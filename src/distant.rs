use crate::aiming::{select_column, select_row, SignalCatalog};
use crate::graph::{NodeDir, NodeKind, TrackGraph};
use crate::network::{Dir, ElementDir, ElementId, Event, Network, RefId, RefKind};
use crate::signal::*;
use log::*;
use std::collections::HashMap;

/// Column a combined main and distant signal shows when the next main signal shows `speed`.
fn aimed_column(signal: &Signal, speed: Speed) -> usize {
    if signal.is_distant() {
        select_column(signal, speed).unwrap_or(0)
    } else {
        0
    }
}

fn is_train_signal(signal: &Signal) -> bool {
    let train = RouteClass::Train.mask();
    signal.is_main_for(train) || signal.is_route_start_for(train)
}

/// Distant graph nodes besides switches: main and start signals of train routes.
pub struct DistantNodes;

impl NodeKind for DistantNodes {
    fn is_node(&self, net: &Network, element: ElementId) -> bool {
        Dir::both()
            .iter()
            .any(|&dir| net.signal(ElementDir::new(element, dir)).map_or(false, is_train_signal))
    }
}

/// Run of elements leading up to a node, walked backwards from the node.
#[derive(Debug, Clone)]
struct DistantEdge {
    /// The node this run starts at in travel direction.
    target: Option<NodeDir>,
    distant_signals: Vec<RefId>,
    /// Distant signals further back are not linked.
    blocked: bool,
    /// Minimum signal speed since the last end of a switch area.
    speed: Speed,
    ends_switch_area: bool,
}

#[derive(Debug, Clone, Copy, PartialEq)]
pub struct DistantCandidate {
    pub refpoint: RefId,
    /// Speed announced at the next main signal.
    pub speed: Speed,
}

pub struct DistantGraph {
    graph: TrackGraph<DistantNodes>,
    edges: Vec<DistantEdge>,
    edges_before: HashMap<NodeDir, Vec<usize>>,
}

impl DistantGraph {
    pub fn new() -> Self {
        DistantGraph {
            graph: TrackGraph::new(DistantNodes),
            edges: Vec::new(),
            edges_before: HashMap::new(),
        }
    }

    fn edges_before(&mut self, net: &Network, at: NodeDir) -> Vec<usize> {
        if let Some(edges) = self.edges_before.get(&at) {
            return edges.clone();
        }
        let start = self.graph.element_dir(at);
        debug!("Searching distant signal edges before {}", net.describe(start));
        // "No distant link before" in the node element itself has no effect.
        let mut ids = Vec::new();
        for prev in net.predecessors(start).into_iter().flatten() {
            let edge = self.walk(net, prev);
            ids.push(self.edges.len());
            self.edges.push(edge);
        }
        self.edges_before.insert(at, ids.clone());
        ids
    }

    fn walk(&mut self, net: &Network, first: ElementDir) -> DistantEdge {
        let mut edge = DistantEdge {
            target: None,
            distant_signals: Vec::new(),
            blocked: false,
            speed: Speed::Unlimited,
            ends_switch_area: false,
        };
        let mut cur = Some(first);
        while let Some(at) = cur {
            if let Some(signal) = net.signal(at) {
                if signal.is_distant() || !signal.direction_pre_indicators.is_empty() {
                    match net.reference_point(at, RefKind::Signal) {
                        Some(r) => edge.distant_signals.push(r),
                        None => warn!(
                            "Element {} has a distant signal but no signal reference point. The distant signal link is not set up.",
                            net.describe(at)
                        ),
                    }
                }
            }

            let events = net.events(at);
            if events.contains(&Event::EndOfSwitchArea) {
                edge.ends_switch_area = true;
                edge.speed = Speed::Unlimited;
            }
            for ev in events {
                match ev {
                    Event::NoDistantLinkBefore | Event::NoTrainRoute => {
                        edge.blocked = true;
                        break;
                    }
                    Event::SignalSpeed(s) => edge.speed = edge.speed.restrict(*s),
                    _ => {}
                }
            }

            if let Some(node) = self.graph.get_node(net, at.element) {
                edge.target = Some(NodeDir { node, dir: at.dir });
                // Distant signals before a regular main signal announce that signal.
                if net.signal(at).map_or(false, |s| {
                    is_train_signal(s)
                        && !s.has_flag(FLAG_AFTERGLOW_SUCCESSOR | FLAG_AFTERGLOW_PREDECESSOR | FLAG_HIGH_SIGNALING)
                }) {
                    edge.blocked = true;
                }
                break;
            }
            if edge.blocked {
                break;
            }
            cur = net.predecessors(at).first().copied().flatten();
        }
        edge
    }

    /// Distant signals announcing the signal at `start` when it shows `speed`, in the order
    /// they were found walking backwards. Each distant signal appears once.
    pub fn distant_signals(
        &mut self,
        net: &Network,
        catalog: &SignalCatalog,
        start: ElementDir,
        speed: Speed,
    ) -> Vec<DistantCandidate> {
        let Some(node) = self.graph.get_node(net, start.element) else {
            return Vec::new();
        };
        debug!("Searching distant signals for {} at {}", net.describe(start), speed);
        self.graph.reset_visited();
        self.graph.mark_visited(node);
        let mut result = Vec::new();
        self.collect(
            net,
            catalog,
            NodeDir { node, dir: start.dir },
            speed,
            Speed::Unlimited,
            &mut result,
        );
        result
    }

    fn collect(
        &mut self,
        net: &Network,
        catalog: &SignalCatalog,
        at: NodeDir,
        speed: Speed,
        approach: Speed,
        result: &mut Vec<DistantCandidate>,
    ) {
        for id in self.edges_before(net, at) {
            let edge = self.edges[id].clone();
            for refpoint in edge.distant_signals.iter().copied() {
                if !result.iter().any(|c| c.refpoint == refpoint) {
                    trace!("Distant signal {} announces {}", net.describe_ref(refpoint), speed);
                    result.push(DistantCandidate { refpoint, speed });
                }
            }
            if edge.blocked {
                continue;
            }
            let Some(target) = edge.target else {
                continue;
            };
            if self.graph.is_visited(target.node) {
                continue;
            }
            self.graph.mark_visited(target.node);

            let approach = if edge.ends_switch_area {
                edge.speed
            } else {
                approach.restrict(edge.speed)
            };
            let target_at = self.graph.element_dir(target);
            let high_signaling = net
                .signal(target_at)
                .filter(|s| is_train_signal(s) && s.has_flag(FLAG_HIGH_SIGNALING));
            match (high_signaling, net.signal_id(target_at)) {
                (Some(signal), Some(signal_id)) => {
                    // The signal shows `go` while the route is set and `stop` while the start
                    // signal of the route is at stop.
                    let train = RouteClass::Train.mask();
                    let Some(go) = select_row(signal, train, approach.restrict(speed)) else {
                        debug!("{}: no row for approach speed {}", signal, approach);
                        continue;
                    };
                    let stop = select_row(signal, train, approach.restrict(Speed::Stop));
                    let go_cell = catalog.cell(signal_id, signal, go, aimed_column(signal, speed));
                    let stop_cell = stop
                        .map(|row| catalog.cell(signal_id, signal, row, aimed_column(signal, Speed::Stop)));
                    if stop_cell == Some(go_cell) {
                        debug!(
                            "{} shows the same aspect regardless of the route, not searching further",
                            signal
                        );
                        continue;
                    }
                    self.collect(net, catalog, target, go_cell.speed, approach, result);
                }
                _ => self.collect(net, catalog, target, speed, approach, result),
            }
        }
    }
}

#[cfg(test)]
mod tests {
    use super::*;
    use crate::testnet::*;

    const TRAIN: u8 = 4;

    fn start(net: &Network, nr: u32) -> ElementDir {
        ElementDir::new(element(net, "A", nr), Dir::Forward)
    }

    #[test]
    fn collects_up_to_previous_main_signal() {
        let mut m = ModuleBuilder::new("A");
        m.line(&[1, 2, 3, 4, 5, 6], 100.0);
        m.at(1).signal(Dir::Forward, distant_signal("V1", &[0.0, 40.0, -1.0]));
        m.at(2).signal(Dir::Forward, main_signal("2", TRAIN, &[80.0]));
        m.at(4).signal(Dir::Forward, distant_signal("V6", &[0.0, 40.0, -1.0]));
        m.at(6).signal(Dir::Forward, main_signal("6", TRAIN, &[40.0, 80.0]));
        m.refpoint(1, 1, Dir::Forward, RefKind::Signal)
            .refpoint(4, 4, Dir::Forward, RefKind::Signal);
        let net = build(vec![m]);

        let mut g = DistantGraph::new();
        let catalog = SignalCatalog::new();
        assert_eq!(
            g.distant_signals(&net, &catalog, start(&net, 6), Speed::Kmh(40.0)),
            vec![DistantCandidate {
                refpoint: refpoint(&net, "A", 4),
                speed: Speed::Kmh(40.0)
            }]
        );
    }

    #[test]
    fn no_distant_link_before_marker() {
        let mut m = ModuleBuilder::new("A");
        m.line(&[1, 2, 3, 4], 100.0);
        m.at(1).signal(Dir::Forward, distant_signal("V4", &[0.0, -1.0]));
        m.at(2).event(Dir::Forward, 20, 0.0, "");
        m.at(4).signal(Dir::Forward, main_signal("4", TRAIN, &[]));
        m.refpoint(1, 1, Dir::Forward, RefKind::Signal);
        let net = build(vec![m]);

        let mut g = DistantGraph::new();
        assert!(g
            .distant_signals(&net, &SignalCatalog::new(), start(&net, 4), Speed::Unlimited)
            .is_empty());
    }

    fn high_signaling_net() -> Network {
        let mut high = main_signal("2", TRAIN, &[40.0, 80.0]);
        high.flags = FLAG_HIGH_SIGNALING;
        high_signaling_net_with(high)
    }

    fn high_signaling_net_with(high: crate::raw_network::Signal) -> Network {
        let mut m = ModuleBuilder::new("A");
        m.line(&[1, 2, 3, 4], 100.0);
        m.at(1).signal(Dir::Forward, distant_signal("V2", &[0.0, 40.0, 80.0]));
        m.at(2).signal(Dir::Forward, high);
        m.at(4).signal(Dir::Forward, main_signal("4", TRAIN, &[40.0, 80.0]));
        m.refpoint(1, 1, Dir::Forward, RefKind::Signal);
        build(vec![m])
    }

    #[test]
    fn high_signaling_propagates_speed() {
        let net = high_signaling_net();
        let mut g = DistantGraph::new();
        assert_eq!(
            g.distant_signals(&net, &SignalCatalog::new(), start(&net, 4), Speed::Kmh(40.0)),
            vec![DistantCandidate {
                refpoint: refpoint(&net, "A", 1),
                speed: Speed::Kmh(40.0)
            }]
        );
    }

    #[test]
    fn high_signaling_unlimited_route_links_upstream() {
        let net = high_signaling_net();
        let mut g = DistantGraph::new();
        assert_eq!(
            g.distant_signals(&net, &SignalCatalog::new(), start(&net, 4), Speed::Unlimited),
            vec![DistantCandidate {
                refpoint: refpoint(&net, "A", 1),
                speed: Speed::Kmh(80.0)
            }]
        );
    }

    #[test]
    fn high_signaling_same_aspect_is_pruned() {
        // Every row shows the same frames at stop: the start signal has no influence.
        let mut high = main_signal("2", TRAIN, &[40.0, 80.0]);
        high.flags = FLAG_HIGH_SIGNALING;
        high.cells = vec![
            crate::raw_network::MatrixCell {
                frames: 1,
                speed: Some(0.0),
            };
            3
        ];
        let net = high_signaling_net_with(high);
        let mut g = DistantGraph::new();
        assert!(g
            .distant_signals(&net, &SignalCatalog::new(), start(&net, 4), Speed::Unlimited)
            .is_empty());
        assert!(g
            .distant_signals(&net, &SignalCatalog::new(), start(&net, 4), Speed::Kmh(40.0))
            .is_empty());
    }
}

» **TRY IT**:
Determine the number of lines in the listing that hold the word "RouteClass", and supply that number and nothing further.

» **RESULT BELOW**:
2